Working with functional magnetic resonance imaging (fMRI) and high-resolution manometry, which tests muscle function, Sayuk and others are attempting to understand exactly how the brain might be involved.

“Functional bowel problems like IBS are different than some other disorders,” explains Sayuk. “The word ‘functional’ itself implies that there’s nothing really wrong with the structure or the integrity of the bowel. It’s rather that the bowel doesn’t operate normally. But the brain is definitely a player in all of this.”

Sayuk uses fMRI scanning to watch the brain respond to signals that come from the gut. In one of his ongoing studies, IBS patients receive a scan while a balloon is inflated in the gut.

“Most people describe the sensation as similar to what it feels like when they have gas,” he explains. “But what we’re more interested in is how their brains are responding.”

Abdominal discomfort and anxiety

In other studies, Sayuk’s group is looking at what happens in the brain when people with and without IBS look at upsetting images designed to provoke an anxious response. He’s learning that many of the same brain regions that get activated in response to abdominal discomfort also are involved in anxiety in people who don’t have GI problems.

Gastroenterologist C. Prakash Gyawali, MD, studies digestive tract function in those with intestinal disorders, anxiety and depression.
Gastroenterologist C. Prakash Gyawali, MD, studies digestive tract function in those with intestinal disorders, anxiety and depression.

While Sayuk concentrates on brain imaging, gastroenterologist C. Prakash Gyawali, MD, looks at how parts of the digestive tract function in people with IBS, as well as in people with anxiety and depression. He uses high-resolution manometry to evaluate motor function in the esophagus and in the rectum; he’s learned that in the esophagus the patterns of muscle contraction are different in some patients, which may help explain why they develop symptoms.

“It could be that patients with these symptoms, including IBS patients, have a higher likelihood of abnormal contraction patterns,” Gyawali says We know, for instance, that people with these so-called ‘spastic’ patterns tend to have a higher frequency of functional disorders like IBS, as well as a higher incidence of psychiatric disorders like anxiety or depression.”

More spasms than normal

He says the same thing holds true at the other end of the GI tract, where people with IBS, depression and anxiety tend to have spastic patterns in the rectum. Although it’s not possible to use manometry studies to diagnose individual patients, Gyawali says IBS patients tend to have a more spastic pattern than healthy people. “These studies are helping us understand the changes in physiology that can accompany functional bowel disorders,” he says.

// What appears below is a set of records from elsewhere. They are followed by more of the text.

//! The narrow seam between the bridge core and a live hub channel.
//!
//! [`HubGateway`] opens connections; [`HubConnection`] is the channel
//! itself. The WebSocket implementation lives in [`crate::websocket`];
//! tests substitute in-memory fakes.

use std::fmt;
use std::future::Future;
use std::sync::Arc;

use serde_json::{Map, Value};

use crate::auth::Credentials;
use crate::error::Error;
use crate::models::{EntityDelivery, EntityState, ServiceCatalog};

/// Handler invoked on every entity push.
pub type EntityCallback = Arc<dyn Fn(EntityDelivery) + Send + Sync>;

/// Opens live channels to a hub.
pub trait HubGateway: Send + Sync + 'static {
    type Connection: HubConnection;

    /// Open and authenticate a new channel.
    fn open(
        &self,
        credentials: &Credentials,
    ) -> impl Future<Output = Result<Self::Connection, Error>> + Send;
}

/// A live, authenticated channel to the hub.
pub trait HubConnection: Send + Sync + 'static {
    /// One-time bulk state fetch.
    fn fetch_states(&self) -> impl Future<Output = Result<Vec<EntityState>, Error>> + Send;

    /// Register a standing entity subscription.
    fn subscribe_entities(
        &self,
        callback: EntityCallback,
    ) -> impl Future<Output = Result<Subscription, Error>> + Send;

    /// Generic request/response call for a named command.
    ///
    /// Channels that cannot carry arbitrary commands keep this default.
    fn request(
        &self,
        kind: &str,
        payload: Map<String, Value>,
    ) -> impl Future<Output = Result<Value, Error>> + Send {
        let _ = (kind, payload);
        async { Err(Error::UnsupportedOperation("request")) }
    }

    /// Invoke `domain.service` with a data payload.
    fn call_service(
        &self,
        domain: &str,
        service: &str,
        data: Map<String, Value>,
    ) -> impl Future<Output = Result<(), Error>> + Send;

    /// The hub's service schema description.
    fn get_services(&self) -> impl Future<Output = Result<ServiceCatalog, Error>> + Send;

    /// `true` once the underlying channel has gone away.
    fn is_closed(&self) -> bool {
        false
    }

    /// Tear the channel down. Idempotent.
    fn close(&self) {}
}

// ── Subscription ─────────────────────────────────────────────────────

/// Handle to a standing subscription.
///
/// Dropping the handle leaves the subscription running;
/// call [`unsubscribe`](Self::unsubscribe) to stop deliveries.
pub struct Subscription {
    id: u64,
    cancel: Box<dyn FnOnce() + Send + Sync>,
}

impl Subscription {
    pub fn new(id: u64, cancel: impl FnOnce() + Send + Sync + 'static) -> Self {
        Self {
            id,
            cancel: Box::new(cancel),
        }
    }

    /// Subscription id as assigned by the channel.
    pub fn id(&self) -> u64 {
        self.id
    }

    pub fn unsubscribe(self) {
        (self.cancel)();
    }
}

impl fmt::Debug for Subscription {
    fn fmt(&self, f: &mut fmt::Formatter<'_>) -> fmt::Result {
        f.debug_struct("Subscription")
            .field("id", &self.id)
            .finish_non_exhaustive()
    }
}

A potential treatment, say Gyawali and Sayuk, is antidepressant medication.

“We use a lot of antidepressants in IBS patients,” Sayuk explains. “We find them to be quite effective, and we literally have hundreds of patients receiving antidepressants for their bowel symptoms.”

It’s believed that about 15 percent of the people in the United States may have IBS, with three times as many women affected as men. Sayuk says most patients he sees have had symptoms for 8 to 9 years by the time they show up in his office. Sayuk believes the trigger that launches those symptoms probably isn’t located in the gut.

“We’re trained as gut doctors, and so we focus, naturally, on the patient’s symptoms and on trying to understand the bowel itself,” he says. “But I think we’ve come to recognize that that approach has left us wanting and has really fallen short of offering satisfactory explanations of what’s going on.”